My friend Steve from The LSAT blog has a weekly feature where people write in a "diary" of their LSAT experiences.  He asked me to write one, which I was happy to do.  I realized, though, that this story had to be shared and I have adapted it for this post.  Here goes!

 
I hate wasps. They are literally the crappiest of all God's creatures. I have thrown babies and old women out of the way as I run shrieking from a single wasp.  I'm a grown man who has gone skydiving, yet I'm afraid of wasps.  Weird.  Here is a chart to give you an idea of where wasps fit in the kingdom of life:


I set aside a little area in my house for full practice tests every Saturday.  It was a calm and peaceful area, surrounded on three walls by 6 foot windows.  A room that had never, ever seen a single wasp.  Until my first practice test.

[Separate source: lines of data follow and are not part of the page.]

//! XChaCha20-Poly1305 strategy
//!
//! Layout: `nonce(24) ‖ ciphertext ‖ tag(16)`. Not key-committing; offered
//! for interoperability with libraries that speak the IETF construction.

use chacha20poly1305::{
    XChaCha20Poly1305, XNonce,
    aead::{Aead, KeyInit, Payload},
};

use super::{AeadStrategy, Algorithm, check_min_len};
use crate::{encoding::Ciphertext, entropy::Entropy, error::CryptoError, keys::SharedKey};

const NONCE_BYTES: usize = 24;
const TAG_BYTES: usize = 16;

/// XChaCha20-Poly1305 with a random 192-bit nonce.
#[derive(Debug, Clone, Copy, Default)]
pub struct XChaCha20Poly1305Strategy;

impl AeadStrategy for XChaCha20Poly1305Strategy {
    fn algorithm(&self) -> Algorithm {
        Algorithm::XChaCha20Poly1305
    }

    fn min_ciphertext_len(&self) -> usize {
        NONCE_BYTES + TAG_BYTES
    }

    fn encrypt(
        &self,
        key: &SharedKey,
        plaintext: &[u8],
        aad: &[u8],
        entropy: &dyn Entropy,
    ) -> Result<Ciphertext, CryptoError> {
        let mut nonce = [0u8; NONCE_BYTES];
        entropy.fill(&mut nonce);

        let cipher = XChaCha20Poly1305::new(key.as_array().into());
        let Ok(sealed) =
            cipher.encrypt(XNonce::from_slice(&nonce), Payload { msg: plaintext, aad })
        else {
            unreachable!("XChaCha20-Poly1305 encryption cannot fail with valid inputs");
        };

        let mut out = Vec::with_capacity(NONCE_BYTES + sealed.len());
        out.extend_from_slice(&nonce);
        out.extend_from_slice(&sealed);
        Ok(Ciphertext::new(out))
    }

    fn decrypt(
        &self,
        key: &SharedKey,
        ciphertext: &[u8],
        aad: &[u8],
    ) -> Result<Vec<u8>, CryptoError> {
        check_min_len(ciphertext, self.min_ciphertext_len())?;

        let (nonce, sealed) = ciphertext.split_at(NONCE_BYTES);
        let cipher = XChaCha20Poly1305::new(key.as_array().into());
        cipher
            .decrypt(XNonce::from_slice(nonce), Payload { msg: sealed, aad })
            .map_err(|_| CryptoError::AuthenticationFailure)
    }
}
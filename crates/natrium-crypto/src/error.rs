//! Error types for Natrium cryptographic operations

use thiserror::Error;

/// Errors from key handling, encoding, encryption and signature operations.
///
/// Variants never carry secret bytes. Decryption failures carry no partial
/// output.
#[derive(Debug, Clone, PartialEq, Eq, Error)]
pub enum CryptoError {
    /// Key or fixed-length binary string does not match its byte count
    #[error("invalid length: expected {expected} bytes, got {actual}")]
    InvalidLength {
        /// Required byte count
        expected: usize,
        /// Byte count that was supplied
        actual: usize,
    },

    /// Input is not valid in the requested encoding
    #[error("invalid {encoding} encoding")]
    InvalidEncoding {
        /// Name of the encoding that failed to decode
        encoding: &'static str,
    },

    /// Key import string is not raw, hex or base64 of the expected shape
    #[error("cannot decode {key_type} from the supplied material")]
    KeyDecodeFailure {
        /// Key type being imported
        key_type: &'static str,
    },

    /// Ciphertext shorter than the minimum for its algorithm
    #[error("message too short: need at least {minimum} bytes, got {actual}")]
    MessageTooShort {
        /// Minimum ciphertext length
        minimum: usize,
        /// Supplied ciphertext length
        actual: usize,
    },

    /// Ciphertext version tag does not match
    #[error("invalid version header")]
    InvalidVersionHeader,

    /// Authentication tag verification failed
    #[error("authentication failed")]
    AuthenticationFailure,

    /// Non-AEAD algorithm was given associated data
    #[error("{algorithm} does not support associated data")]
    UnsupportedAssociatedData {
        /// Algorithm that rejected the input
        algorithm: &'static str,
    },

    /// Algorithm is not supported on this platform
    #[error("{algorithm} is not available on this platform")]
    AlgorithmUnavailable {
        /// Algorithm that is unavailable
        algorithm: &'static str,
    },

    /// Secret key material refused generic serialization
    #[error("{type_name} cannot be serialized")]
    SerializationProhibited {
        /// Type that refused serialization
        type_name: &'static str,
    },

    /// Signature is empty or malformed
    #[error("invalid signature")]
    InvalidSignature,

    /// Diffie-Hellman agreement produced a non-contributory shared secret
    #[error("key agreement failed")]
    KeyAgreementFailure,

    /// Context label for key derivation is empty
    #[error("key derivation context must not be empty")]
    InvalidContext,

    /// Algorithm name is not in the registry
    #[error("unknown algorithm: {name}")]
    UnknownAlgorithm {
        /// Name that failed to parse
        name: String,
    },

    /// Configuration carries no root key
    #[error("no root key configured")]
    MissingRootKey,
}

impl CryptoError {
    /// Returns true if this error indicates a forged or corrupted input.
    ///
    /// Callers typically discard the input on tampering and surface other
    /// errors (configuration, platform support) to operators.
    pub fn is_tampering(&self) -> bool {
        match self {
            Self::MessageTooShort { .. }
            | Self::InvalidVersionHeader
            | Self::AuthenticationFailure
            | Self::InvalidSignature => true,

            Self::InvalidLength { .. }
            | Self::InvalidEncoding { .. }
            | Self::KeyDecodeFailure { .. }
            | Self::UnsupportedAssociatedData { .. }
            | Self::AlgorithmUnavailable { .. }
            | Self::SerializationProhibited { .. }
            | Self::KeyAgreementFailure
            | Self::InvalidContext
            | Self::UnknownAlgorithm { .. }
            | Self::MissingRootKey => false,
        }
    }
}

#[cfg(test)]
mod tests {
    use super::*;

    #[test]
    fn authentication_failure_is_tampering() {
        assert!(CryptoError::AuthenticationFailure.is_tampering());
        assert!(CryptoError::InvalidVersionHeader.is_tampering());
        assert!(CryptoError::MessageTooShort { minimum: 92, actual: 91 }.is_tampering());
    }

    #[test]
    fn configuration_errors_are_not_tampering() {
        assert!(!CryptoError::AlgorithmUnavailable { algorithm: "aes256-gcm" }.is_tampering());
        assert!(!CryptoError::MissingRootKey.is_tampering());
        assert!(!CryptoError::InvalidContext.is_tampering());
    }

    #[test]
    fn error_display() {
        let err = CryptoError::InvalidLength { expected: 32, actual: 31 };
        assert_eq!(err.to_string(), "invalid length: expected 32 bytes, got 31");

        let err = CryptoError::MessageTooShort { minimum: 92, actual: 91 };
        assert_eq!(err.to_string(), "message too short: need at least 92 bytes, got 91");
    }
}
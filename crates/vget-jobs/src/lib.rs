//! Job store and download orchestration.
//!
//! The orchestrator turns validated info/download/subtitle requests into
//! tracked asynchronous jobs: rate limit and tier gate first, cache lookup
//! next, then a `pending` record and a spawned extractor task. Callers poll
//! through [`Orchestrator::status`]; a watchdog force-fails stuck jobs.

pub mod history;
pub mod orchestrator;
pub mod store;
pub mod validate;
pub mod watchdog;

pub use history::{HistoryRecorder, LogHistory};
pub use orchestrator::{
    Caller, CancelError, DownloadRequest, Orchestrator, OrchestratorConfig, Submission,
    SubmitError,
};
pub use store::{JobStore, JobUpdate, StoreConfig, StoreError, StoreSweeper, UpdateOutcome};
pub use watchdog::Watchdog;
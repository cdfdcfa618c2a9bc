//! Supported sites listing.

use axum::extract::State;
use axum::Json;
use serde::Serialize;

use crate::state::AppState;

#[derive(Serialize)]
pub struct SitesResponse {
    pub sites: Vec<String>,
}

/// List sites the extractor supports.
///
/// GET /api/sites
pub async fn list_sites(State(state): State<AppState>) -> Json<SitesResponse> {
    Json(SitesResponse {
        sites: state.orchestrator.supported_sites().await,
    })
}
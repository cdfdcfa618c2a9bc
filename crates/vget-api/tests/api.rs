//! Router-level tests driven through `tower::ServiceExt::oneshot`.

use std::collections::HashMap;
use std::sync::Arc;
use std::time::Duration;

use axum::body::Body;
use axum::http::{header, Request, StatusCode};
use axum::Router;
use serde_json::{json, Value};
use tower::ServiceExt;

use vget_api::{create_router, ApiConfig, AppState, StaticDirectory};
use vget_extractor::testing::{sample_info, ScriptStep, ScriptedExtractor};
use vget_extractor::ExtractorError;
use vget_models::Tier;

const URL: &str = "https://youtube.com/watch?v=abc123xyz";

fn app(extractor: ScriptedExtractor) -> (Router, Arc<ScriptedExtractor>) {
    let extractor = Arc::new(extractor);
    let mut keys = HashMap::new();
    keys.insert("key-free".to_string(), Tier::Free);
    keys.insert("key-pro".to_string(), Tier::Pro);

    let state = AppState::with_parts(
        ApiConfig::default(),
        Arc::clone(&extractor) as Arc<dyn vget_extractor::MediaExtractor>,
        Arc::new(StaticDirectory::new(keys)),
    );
    (create_router(state, None), extractor)
}

fn json_request(method: &str, uri: &str, auth: (&str, &str), body: Value) -> Request<Body> {
    Request::builder()
        .method(method)
        .uri(uri)
        .header(auth.0, auth.1)
        .header(header::CONTENT_TYPE, "application/json")
        .body(Body::from(body.to_string()))
        .unwrap()
}

fn get_request(uri: &str, auth: (&str, &str)) -> Request<Body> {
    Request::builder()
        .method("GET")
        .uri(uri)
        .header(auth.0, auth.1)
        .body(Body::empty())
        .unwrap()
}

async fn body_json(response: axum::response::Response) -> Value {
    let bytes = axum::body::to_bytes(response.into_body(), usize::MAX)
        .await
        .unwrap();
    serde_json::from_slice(&bytes).unwrap()
}

const SESSION: (&str, &str) = ("X-Session-Id", "sess-1");
const FREE_KEY: (&str, &str) = ("Authorization", "Bearer key-free");
const PRO_KEY: (&str, &str) = ("Authorization", "Bearer key-pro");

/// Poll a job's status until the predicate holds.
async fn poll_until(
    app: &Router,
    auth: (&str, &str),
    job_id: &str,
    predicate: impl Fn(&Value) -> bool,
) -> Value {
    tokio::time::timeout(Duration::from_secs(5), async {
        loop {
            let response = app
                .clone()
                .oneshot(get_request(&format!("/api/jobs/{job_id}/status"), auth))
                .await
                .unwrap();
            if response.status() == StatusCode::OK {
                let body = body_json(response).await;
                if predicate(&body) {
                    return body;
                }
            }
            tokio::time::sleep(Duration::from_millis(5)).await;
        }
    })
    .await
    .expect("job never reached the expected state")
}

#[tokio::test]
async fn test_health_endpoints() {
    let (app, _) = app(ScriptedExtractor::new());
    for uri in ["/health", "/healthz"] {
        let response = app
            .clone()
            .oneshot(Request::get(uri).body(Body::empty()).unwrap())
            .await
            .unwrap();
        assert_eq!(response.status(), StatusCode::OK);
    }
}

#[tokio::test]
async fn test_sites_listing() {
    let (app, _) = app(ScriptedExtractor::new());
    let response = app
        .oneshot(get_request("/api/sites", SESSION))
        .await
        .unwrap();
    assert_eq!(response.status(), StatusCode::OK);
    let body = body_json(response).await;
    assert!(body["sites"]
        .as_array()
        .unwrap()
        .iter()
        .any(|s| s == "youtube.com"));
}

#[tokio::test]
async fn test_unknown_api_key_is_rejected() {
    let (app, _) = app(ScriptedExtractor::new());
    let response = app
        .oneshot(json_request(
            "POST",
            "/api/videos/info",
            ("Authorization", "Bearer no-such-key"),
            json!({"url": URL}),
        ))
        .await
        .unwrap();
    assert_eq!(response.status(), StatusCode::UNAUTHORIZED);
}

#[tokio::test]
async fn test_info_flow_with_cache_header() {
    let (app, extractor) =
        app(ScriptedExtractor::new().with_probe_fallback(sample_info(URL)));

    let response = app
        .clone()
        .oneshot(json_request("POST", "/api/videos/info", FREE_KEY, json!({"url": URL})))
        .await
        .unwrap();
    assert_eq!(response.status(), StatusCode::ACCEPTED);
    assert_eq!(response.headers().get("X-Cache").unwrap(), "MISS");
    let view = body_json(response).await;
    let job_id = view["job_id"].as_str().unwrap().to_string();

    let done = poll_until(&app, FREE_KEY, &job_id, |v| {
        v["status"] == "completed" || v["status"] == "failed"
    })
    .await;
    assert_eq!(done["status"], "completed");
    assert_eq!(done["info"]["title"], "Sample");

    // Second submission is a terminal cache hit.
    let response = app
        .oneshot(json_request("POST", "/api/videos/info", FREE_KEY, json!({"url": URL})))
        .await
        .unwrap();
    assert_eq!(response.status(), StatusCode::OK);
    assert_eq!(response.headers().get("X-Cache").unwrap(), "HIT");
    let cached = body_json(response).await;
    assert_eq!(cached["status"], "completed");
    assert_eq!(cached["cache_hit"], true);
    assert_eq!(extractor.probe_calls(), 1);
}

#[tokio::test]
async fn test_status_for_unknown_and_malformed_ids() {
    let (app, _) = app(ScriptedExtractor::new());

    let response = app
        .clone()
        .oneshot(get_request(
            "/api/jobs/550e8400-e29b-41d4-a716-446655440000/status",
            SESSION,
        ))
        .await
        .unwrap();
    assert_eq!(response.status(), StatusCode::NOT_FOUND);
    assert_eq!(body_json(response).await["kind"], "not_found");

    let response = app
        .oneshot(get_request("/api/jobs/%2e%2e/status", SESSION))
        .await
        .unwrap();
    assert_eq!(response.status(), StatusCode::BAD_REQUEST);
}

#[tokio::test]
async fn test_artifact_before_completion_is_not_ready() {
    let (app, _) = app(ScriptedExtractor::new()
        .with_probe_fallback(sample_info(URL))
        .gated());

    let response = app
        .clone()
        .oneshot(json_request(
            "POST",
            "/api/videos/download",
            FREE_KEY,
            json!({"url": URL, "format_id": "22", "quality": "720p"}),
        ))
        .await
        .unwrap();
    assert_eq!(response.status(), StatusCode::ACCEPTED);
    let job_id = body_json(response).await["job_id"].as_str().unwrap().to_string();

    let response = app
        .oneshot(get_request(&format!("/api/jobs/{job_id}/artifact"), FREE_KEY))
        .await
        .unwrap();
    assert_eq!(response.status(), StatusCode::CONFLICT);
    assert_eq!(body_json(response).await["kind"], "not_ready");
}

#[tokio::test]
async fn test_artifact_delivery_with_ranges() {
    let (app, _) = app(ScriptedExtractor::new());

    let response = app
        .clone()
        .oneshot(json_request(
            "POST",
            "/api/videos/download",
            PRO_KEY,
            json!({"url": URL, "format_id": "137", "quality": "1080p"}),
        ))
        .await
        .unwrap();
    assert_eq!(response.status(), StatusCode::ACCEPTED);
    let job_id = body_json(response).await["job_id"].as_str().unwrap().to_string();

    poll_until(&app, PRO_KEY, &job_id, |v| v["status"] == "completed").await;

    // Full body. The scripted artifact is 20 bytes.
    let response = app
        .clone()
        .oneshot(get_request(&format!("/api/jobs/{job_id}/artifact"), PRO_KEY))
        .await
        .unwrap();
    assert_eq!(response.status(), StatusCode::OK);
    assert_eq!(response.headers().get(header::ACCEPT_RANGES).unwrap(), "bytes");
    assert_eq!(response.headers().get(header::CONTENT_TYPE).unwrap(), "video/mp4");
    let bytes = axum::body::to_bytes(response.into_body(), usize::MAX).await.unwrap();
    assert_eq!(&bytes[..], b"scripted media bytes");

    // Partial body.
    let mut request = get_request(&format!("/api/jobs/{job_id}/artifact"), PRO_KEY);
    request
        .headers_mut()
        .insert(header::RANGE, "bytes=0-8".parse().unwrap());
    let response = app.clone().oneshot(request).await.unwrap();
    assert_eq!(response.status(), StatusCode::PARTIAL_CONTENT);
    assert_eq!(
        response.headers().get(header::CONTENT_RANGE).unwrap(),
        "bytes 0-8/20"
    );
    let bytes = axum::body::to_bytes(response.into_body(), usize::MAX).await.unwrap();
    assert_eq!(&bytes[..], b"scripted ");

    // Unsatisfiable range.
    let mut request = get_request(&format!("/api/jobs/{job_id}/artifact"), PRO_KEY);
    request
        .headers_mut()
        .insert(header::RANGE, "bytes=500-".parse().unwrap());
    let response = app.oneshot(request).await.unwrap();
    assert_eq!(response.status(), StatusCode::RANGE_NOT_SATISFIABLE);
    assert_eq!(
        response.headers().get(header::CONTENT_RANGE).unwrap(),
        "bytes */20"
    );
}

#[tokio::test]
async fn test_anonymous_download_above_ceiling_is_forbidden() {
    let (app, _) = app(ScriptedExtractor::new());

    let response = app
        .oneshot(json_request(
            "POST",
            "/api/videos/download",
            SESSION,
            json!({"url": URL, "format_id": "137", "quality": "1080p"}),
        ))
        .await
        .unwrap();
    assert_eq!(response.status(), StatusCode::FORBIDDEN);
    let body = body_json(response).await;
    assert_eq!(body["kind"], "tier_restricted");
}

#[tokio::test]
async fn test_rate_limited_submission_carries_retry_after() {
    let (app, _) = app(ScriptedExtractor::new().with_probe_fallback(sample_info(URL)));

    // Prime the cache so repeat submissions bypass the concurrency ceiling.
    let response = app
        .clone()
        .oneshot(json_request("POST", "/api/videos/info", SESSION, json!({"url": URL})))
        .await
        .unwrap();
    let job_id = body_json(response).await["job_id"].as_str().unwrap().to_string();
    poll_until(&app, SESSION, &job_id, |v| v["status"] == "completed").await;

    let mut limited = None;
    for _ in 0..50 {
        let response = app
            .clone()
            .oneshot(json_request("POST", "/api/videos/info", SESSION, json!({"url": URL})))
            .await
            .unwrap();
        if response.status() == StatusCode::TOO_MANY_REQUESTS {
            limited = Some(response);
            break;
        }
        assert_eq!(response.status(), StatusCode::OK);
    }

    let response = limited.expect("limit never reached");
    let retry_after: u64 = response
        .headers()
        .get("Retry-After")
        .unwrap()
        .to_str()
        .unwrap()
        .parse()
        .unwrap();
    assert!(retry_after >= 1);
    assert_eq!(body_json(response).await["kind"], "rate_limited");
}

#[tokio::test]
async fn test_failed_job_artifact_is_not_ready() {
    let extractor = ScriptedExtractor::new().with_probe_fallback(sample_info(URL));
    extractor
        .push_download(vec![ScriptStep::Fail(ExtractorError::SourceUnavailable(
            "removed".to_string(),
        ))])
        .await;
    let (app, _) = app(extractor);

    let response = app
        .clone()
        .oneshot(json_request(
            "POST",
            "/api/videos/download",
            FREE_KEY,
            json!({"url": URL, "format_id": "22"}),
        ))
        .await
        .unwrap();
    assert_eq!(response.status(), StatusCode::ACCEPTED);
    let job_id = body_json(response).await["job_id"].as_str().unwrap().to_string();

    poll_until(&app, FREE_KEY, &job_id, |v| v["status"] == "failed").await;

    // A failed job never becomes retrievable, but it is still a known job:
    // the artifact endpoint answers not_ready rather than not_found.
    let response = app
        .oneshot(get_request(&format!("/api/jobs/{job_id}/artifact"), FREE_KEY))
        .await
        .unwrap();
    assert_eq!(response.status(), StatusCode::CONFLICT);
    assert_eq!(body_json(response).await["kind"], "not_ready");
}

#[tokio::test]
async fn test_cancel_and_double_cancel() {
    let (app, _) = app(ScriptedExtractor::new()
        .with_probe_fallback(sample_info(URL))
        .gated());

    let response = app
        .clone()
        .oneshot(json_request(
            "POST",
            "/api/videos/download",
            FREE_KEY,
            json!({"url": URL, "format_id": "22"}),
        ))
        .await
        .unwrap();
    let job_id = body_json(response).await["job_id"].as_str().unwrap().to_string();

    let response = app
        .clone()
        .oneshot(
            Request::delete(format!("/api/jobs/{job_id}"))
                .header(FREE_KEY.0, FREE_KEY.1)
                .body(Body::empty())
                .unwrap(),
        )
        .await
        .unwrap();
    assert_eq!(response.status(), StatusCode::OK);
    let body = body_json(response).await;
    assert_eq!(body["status"], "failed");
    assert_eq!(body["error"]["kind"], "cancelled");

    let response = app
        .oneshot(
            Request::delete(format!("/api/jobs/{job_id}"))
                .header(FREE_KEY.0, FREE_KEY.1)
                .body(Body::empty())
                .unwrap(),
        )
        .await
        .unwrap();
    assert_eq!(response.status(), StatusCode::CONFLICT);
}

#[tokio::test]
async fn test_jobs_are_private_to_their_requester() {
    let (app, _) = app(ScriptedExtractor::new().with_probe_fallback(sample_info(URL)));

    let response = app
        .clone()
        .oneshot(json_request("POST", "/api/videos/info", FREE_KEY, json!({"url": URL})))
        .await
        .unwrap();
    let job_id = body_json(response).await["job_id"].as_str().unwrap().to_string();

    let response = app
        .oneshot(get_request(&format!("/api/jobs/{job_id}/status"), PRO_KEY))
        .await
        .unwrap();
    assert_eq!(response.status(), StatusCode::NOT_FOUND);
}

#[tokio::test]
async fn test_subtitle_flow() {
    let (app, _) = app(ScriptedExtractor::new());

    let response = app
        .clone()
        .oneshot(json_request(
            "POST",
            "/api/videos/subtitles",
            FREE_KEY,
            json!({"url": URL, "lang": "en"}),
        ))
        .await
        .unwrap();
    assert_eq!(response.status(), StatusCode::ACCEPTED);
    let view = body_json(response).await;
    let job_id = view["job_id"].as_str().unwrap().to_string();
    assert!(job_id.starts_with("sub-"));

    poll_until(&app, FREE_KEY, &job_id, |v| v["status"] == "completed").await;

    // The video artifact endpoint does not serve subtitle jobs.
    let response = app
        .clone()
        .oneshot(get_request(&format!("/api/jobs/{job_id}/artifact"), FREE_KEY))
        .await
        .unwrap();
    assert_eq!(response.status(), StatusCode::NOT_FOUND);

    let response = app
        .oneshot(get_request(
            &format!("/api/subtitles/{job_id}/artifact"),
            FREE_KEY,
        ))
        .await
        .unwrap();
    assert_eq!(response.status(), StatusCode::OK);
    assert_eq!(response.headers().get(header::CONTENT_TYPE).unwrap(), "text/vtt");
    let bytes = axum::body::to_bytes(response.into_body(), usize::MAX).await.unwrap();
    assert!(bytes.starts_with(b"WEBVTT"));
}

#[tokio::test]
async fn test_invalid_url_shape_is_bad_request() {
    let (app, _) = app(ScriptedExtractor::new());

    let response = app
        .oneshot(json_request(
            "POST",
            "/api/videos/info",
            SESSION,
            json!({"url": "not a url"}),
        ))
        .await
        .unwrap();
    assert_eq!(response.status(), StatusCode::BAD_REQUEST);
    assert_eq!(body_json(response).await["kind"], "validation");
}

During my first PT I glanced up at my analog watch to see how I was doing on time and I felt something hit my head and fall off.  I looked on the table and there it was- Waspzilla.  Staring at me.  Almost like he had a message, but his only communication was a slight twitch of his antennae. I freaked out, mashed him with my "10 official LSAT" book, and finished the test with shaking hands.  I gave myself an extra 1 minute to compensate, but I still did lower than average on that particular section.


Everyone laughed when I told them this story, and thought it was strange that a single wasp would attack me on the day of my first full PT. Well, the next Saturday rolled around and guess what?  Another test, another wasp.  True story.  This one was in the window and harder to see, but I'm sure he was looking at me just like the first one. Dumbfounded, I ran to my garage to get one of my (many) cans of Raid and sprayed him down.  Then I checked to see if the corpse of last week's wasp was still around, just to make sure I wasn't dealing with a zombie-wasp.  Nope- there it was.  2 separate wasps.  This was getting weird.

 

I won't over-dramatize the next 6 weeks, but I promise you that there was a single wasp somewhere in my test room every Saturday for 6 weeks. At first it was frightening, then hilarious, and finally I became suspicious that it had to more than a mere coincidence.  What was the message?  What was the universe trying to tell me?  As test day approached I received a lot of messages on Facebook from people wondering what the wasps were going to do for the big day.  Obviously I wasn't going to be home taking a practice test that Saturday so if they were going to make their move it would have to be Friday night.  I spoke on the phone about this to a lady-friend the Friday night before the test and made a decision:

"If I score a 180, I'm going to renounce my wasp-hating forever and never kill another wasp.  If I score below my 170 average, I'm going to redouble my efforts to slaughter them mercilessly."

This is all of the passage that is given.